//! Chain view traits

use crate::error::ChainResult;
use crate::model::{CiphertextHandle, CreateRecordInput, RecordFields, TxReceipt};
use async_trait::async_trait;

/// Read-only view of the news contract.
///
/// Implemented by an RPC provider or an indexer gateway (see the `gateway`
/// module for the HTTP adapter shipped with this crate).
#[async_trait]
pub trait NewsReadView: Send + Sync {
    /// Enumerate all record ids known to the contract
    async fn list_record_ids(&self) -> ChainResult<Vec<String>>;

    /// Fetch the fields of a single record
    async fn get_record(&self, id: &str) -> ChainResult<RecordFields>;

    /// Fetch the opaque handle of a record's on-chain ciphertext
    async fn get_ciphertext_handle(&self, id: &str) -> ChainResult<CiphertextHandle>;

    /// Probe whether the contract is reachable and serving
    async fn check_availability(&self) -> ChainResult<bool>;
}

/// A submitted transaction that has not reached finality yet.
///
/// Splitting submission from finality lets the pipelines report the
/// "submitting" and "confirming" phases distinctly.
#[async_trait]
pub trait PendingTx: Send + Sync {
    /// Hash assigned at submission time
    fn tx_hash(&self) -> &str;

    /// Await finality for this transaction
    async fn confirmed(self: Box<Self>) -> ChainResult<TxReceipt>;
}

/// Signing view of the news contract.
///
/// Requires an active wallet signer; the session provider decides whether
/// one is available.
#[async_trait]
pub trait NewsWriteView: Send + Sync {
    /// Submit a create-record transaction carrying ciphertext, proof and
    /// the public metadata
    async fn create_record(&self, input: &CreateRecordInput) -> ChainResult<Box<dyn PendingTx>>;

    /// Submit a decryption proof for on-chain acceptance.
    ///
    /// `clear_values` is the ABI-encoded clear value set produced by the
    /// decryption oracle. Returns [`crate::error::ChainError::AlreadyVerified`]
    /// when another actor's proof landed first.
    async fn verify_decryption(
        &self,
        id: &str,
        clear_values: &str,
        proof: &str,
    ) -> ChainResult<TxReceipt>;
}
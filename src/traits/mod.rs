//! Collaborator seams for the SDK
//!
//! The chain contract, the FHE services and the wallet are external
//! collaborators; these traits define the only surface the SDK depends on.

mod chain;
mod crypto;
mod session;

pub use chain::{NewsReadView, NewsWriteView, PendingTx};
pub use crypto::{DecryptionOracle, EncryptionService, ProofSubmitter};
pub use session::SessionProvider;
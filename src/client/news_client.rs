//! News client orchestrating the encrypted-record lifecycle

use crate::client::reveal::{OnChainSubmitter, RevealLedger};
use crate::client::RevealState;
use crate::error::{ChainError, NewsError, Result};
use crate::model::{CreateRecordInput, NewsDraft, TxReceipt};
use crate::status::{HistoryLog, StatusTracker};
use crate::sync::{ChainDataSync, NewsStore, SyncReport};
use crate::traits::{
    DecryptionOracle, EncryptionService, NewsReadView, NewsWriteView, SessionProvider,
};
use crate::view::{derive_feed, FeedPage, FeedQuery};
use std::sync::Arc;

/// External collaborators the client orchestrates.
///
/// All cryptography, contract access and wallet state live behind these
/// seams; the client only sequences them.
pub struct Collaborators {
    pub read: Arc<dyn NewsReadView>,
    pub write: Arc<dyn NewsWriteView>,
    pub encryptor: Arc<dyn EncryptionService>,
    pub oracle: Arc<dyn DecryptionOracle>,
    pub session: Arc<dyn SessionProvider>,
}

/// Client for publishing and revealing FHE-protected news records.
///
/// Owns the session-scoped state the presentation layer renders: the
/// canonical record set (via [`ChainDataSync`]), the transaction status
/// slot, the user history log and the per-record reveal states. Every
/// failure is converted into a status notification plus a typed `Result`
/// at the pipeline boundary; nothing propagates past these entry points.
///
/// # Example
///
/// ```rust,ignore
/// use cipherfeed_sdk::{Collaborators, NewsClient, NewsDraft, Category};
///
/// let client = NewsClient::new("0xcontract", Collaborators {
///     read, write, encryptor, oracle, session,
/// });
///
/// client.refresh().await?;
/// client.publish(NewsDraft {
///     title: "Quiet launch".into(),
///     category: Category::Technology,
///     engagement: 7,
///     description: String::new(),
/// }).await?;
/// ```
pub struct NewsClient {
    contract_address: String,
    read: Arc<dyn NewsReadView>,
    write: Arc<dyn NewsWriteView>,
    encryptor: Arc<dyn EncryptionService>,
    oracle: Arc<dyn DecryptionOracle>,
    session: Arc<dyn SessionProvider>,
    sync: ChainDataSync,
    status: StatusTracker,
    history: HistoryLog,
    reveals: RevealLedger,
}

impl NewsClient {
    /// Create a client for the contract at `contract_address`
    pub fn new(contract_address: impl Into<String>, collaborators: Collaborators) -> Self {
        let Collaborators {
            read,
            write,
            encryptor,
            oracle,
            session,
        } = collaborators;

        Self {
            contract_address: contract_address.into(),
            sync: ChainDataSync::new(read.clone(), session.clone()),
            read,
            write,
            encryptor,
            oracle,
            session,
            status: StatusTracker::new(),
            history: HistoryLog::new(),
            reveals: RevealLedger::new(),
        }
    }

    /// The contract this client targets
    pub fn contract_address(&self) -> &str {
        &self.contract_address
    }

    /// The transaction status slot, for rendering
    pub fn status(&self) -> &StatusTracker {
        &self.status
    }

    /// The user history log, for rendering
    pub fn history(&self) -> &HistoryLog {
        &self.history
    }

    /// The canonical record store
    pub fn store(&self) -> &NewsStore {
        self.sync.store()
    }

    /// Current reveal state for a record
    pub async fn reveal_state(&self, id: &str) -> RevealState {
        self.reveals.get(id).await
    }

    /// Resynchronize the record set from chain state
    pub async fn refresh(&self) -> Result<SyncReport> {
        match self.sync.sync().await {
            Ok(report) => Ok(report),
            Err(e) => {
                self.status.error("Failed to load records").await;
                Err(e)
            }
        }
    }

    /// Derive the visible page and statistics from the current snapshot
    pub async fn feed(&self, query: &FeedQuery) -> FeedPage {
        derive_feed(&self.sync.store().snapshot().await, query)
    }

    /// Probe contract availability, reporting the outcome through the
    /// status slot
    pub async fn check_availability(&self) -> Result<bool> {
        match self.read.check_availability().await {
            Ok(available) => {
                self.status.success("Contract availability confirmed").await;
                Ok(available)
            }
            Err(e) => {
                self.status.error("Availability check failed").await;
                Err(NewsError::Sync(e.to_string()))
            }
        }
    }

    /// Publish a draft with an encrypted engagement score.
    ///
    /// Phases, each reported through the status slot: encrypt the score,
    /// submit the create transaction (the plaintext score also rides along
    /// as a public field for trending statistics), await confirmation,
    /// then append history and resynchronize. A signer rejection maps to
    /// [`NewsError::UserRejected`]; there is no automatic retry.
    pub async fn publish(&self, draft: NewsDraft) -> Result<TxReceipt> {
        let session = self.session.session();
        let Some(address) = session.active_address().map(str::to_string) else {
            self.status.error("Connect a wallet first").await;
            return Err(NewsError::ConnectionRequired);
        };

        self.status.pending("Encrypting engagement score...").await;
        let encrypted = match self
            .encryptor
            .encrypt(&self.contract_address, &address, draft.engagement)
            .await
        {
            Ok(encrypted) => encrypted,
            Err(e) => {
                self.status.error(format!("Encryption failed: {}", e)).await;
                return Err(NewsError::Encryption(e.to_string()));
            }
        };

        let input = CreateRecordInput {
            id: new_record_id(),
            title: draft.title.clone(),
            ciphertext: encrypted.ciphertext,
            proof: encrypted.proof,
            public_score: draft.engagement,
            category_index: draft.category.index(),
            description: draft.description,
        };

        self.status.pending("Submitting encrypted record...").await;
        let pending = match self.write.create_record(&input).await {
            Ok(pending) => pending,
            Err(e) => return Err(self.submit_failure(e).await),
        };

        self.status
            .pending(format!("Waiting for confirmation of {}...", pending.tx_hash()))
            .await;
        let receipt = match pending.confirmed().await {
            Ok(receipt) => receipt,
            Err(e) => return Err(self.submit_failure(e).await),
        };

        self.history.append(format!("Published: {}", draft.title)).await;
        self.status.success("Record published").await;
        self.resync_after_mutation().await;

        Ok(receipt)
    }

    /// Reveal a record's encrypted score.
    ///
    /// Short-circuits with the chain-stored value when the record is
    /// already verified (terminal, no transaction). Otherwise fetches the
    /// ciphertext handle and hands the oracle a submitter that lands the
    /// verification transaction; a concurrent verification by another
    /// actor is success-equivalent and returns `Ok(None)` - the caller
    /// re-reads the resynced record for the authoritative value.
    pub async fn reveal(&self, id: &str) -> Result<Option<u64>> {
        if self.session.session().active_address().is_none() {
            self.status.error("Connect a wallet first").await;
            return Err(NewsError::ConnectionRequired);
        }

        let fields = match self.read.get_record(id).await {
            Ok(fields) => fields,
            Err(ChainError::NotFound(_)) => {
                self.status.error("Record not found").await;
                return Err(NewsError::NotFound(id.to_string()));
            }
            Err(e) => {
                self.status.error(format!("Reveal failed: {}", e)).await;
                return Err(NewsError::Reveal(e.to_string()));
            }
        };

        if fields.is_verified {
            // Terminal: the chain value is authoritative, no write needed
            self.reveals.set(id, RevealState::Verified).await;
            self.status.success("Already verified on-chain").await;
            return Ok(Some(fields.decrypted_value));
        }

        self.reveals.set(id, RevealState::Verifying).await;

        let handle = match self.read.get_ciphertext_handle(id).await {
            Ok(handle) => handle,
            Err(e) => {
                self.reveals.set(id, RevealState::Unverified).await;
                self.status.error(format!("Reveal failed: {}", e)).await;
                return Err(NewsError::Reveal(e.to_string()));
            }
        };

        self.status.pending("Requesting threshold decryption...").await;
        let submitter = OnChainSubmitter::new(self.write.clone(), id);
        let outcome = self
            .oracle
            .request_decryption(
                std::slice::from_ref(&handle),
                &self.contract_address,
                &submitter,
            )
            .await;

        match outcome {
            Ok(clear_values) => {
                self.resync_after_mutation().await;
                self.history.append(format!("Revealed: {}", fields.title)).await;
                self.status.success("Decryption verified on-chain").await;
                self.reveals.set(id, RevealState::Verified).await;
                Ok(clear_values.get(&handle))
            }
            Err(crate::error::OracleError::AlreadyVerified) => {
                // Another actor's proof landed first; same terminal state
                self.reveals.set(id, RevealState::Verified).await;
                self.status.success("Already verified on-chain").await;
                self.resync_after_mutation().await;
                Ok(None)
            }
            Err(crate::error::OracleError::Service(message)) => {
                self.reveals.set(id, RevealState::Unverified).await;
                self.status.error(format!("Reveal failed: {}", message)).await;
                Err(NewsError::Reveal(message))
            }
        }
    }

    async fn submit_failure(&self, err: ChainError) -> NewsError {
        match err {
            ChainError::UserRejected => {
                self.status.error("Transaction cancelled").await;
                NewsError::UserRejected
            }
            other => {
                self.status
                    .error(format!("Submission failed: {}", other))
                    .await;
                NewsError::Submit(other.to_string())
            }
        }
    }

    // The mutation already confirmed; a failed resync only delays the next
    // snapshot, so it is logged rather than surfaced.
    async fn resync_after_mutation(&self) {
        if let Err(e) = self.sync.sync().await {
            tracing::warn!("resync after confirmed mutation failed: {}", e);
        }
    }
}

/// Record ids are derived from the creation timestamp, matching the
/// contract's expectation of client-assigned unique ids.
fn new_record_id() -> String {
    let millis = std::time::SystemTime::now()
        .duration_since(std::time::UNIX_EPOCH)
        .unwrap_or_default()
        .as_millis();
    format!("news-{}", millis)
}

WHAT IS NEEDED - Each line from the one containing "client-assigned unique ids." to the last line above must be returned exactly, and no line outside that range.

OUTPUT -
/// contract's expectation of client-assigned unique ids.
fn new_record_id() -> String {
    let millis = std::time::SystemTime::now()
        .duration_since(std::time::UNIX_EPOCH)
        .unwrap_or_default()
        .as_millis();
    format!("news-{}", millis)
}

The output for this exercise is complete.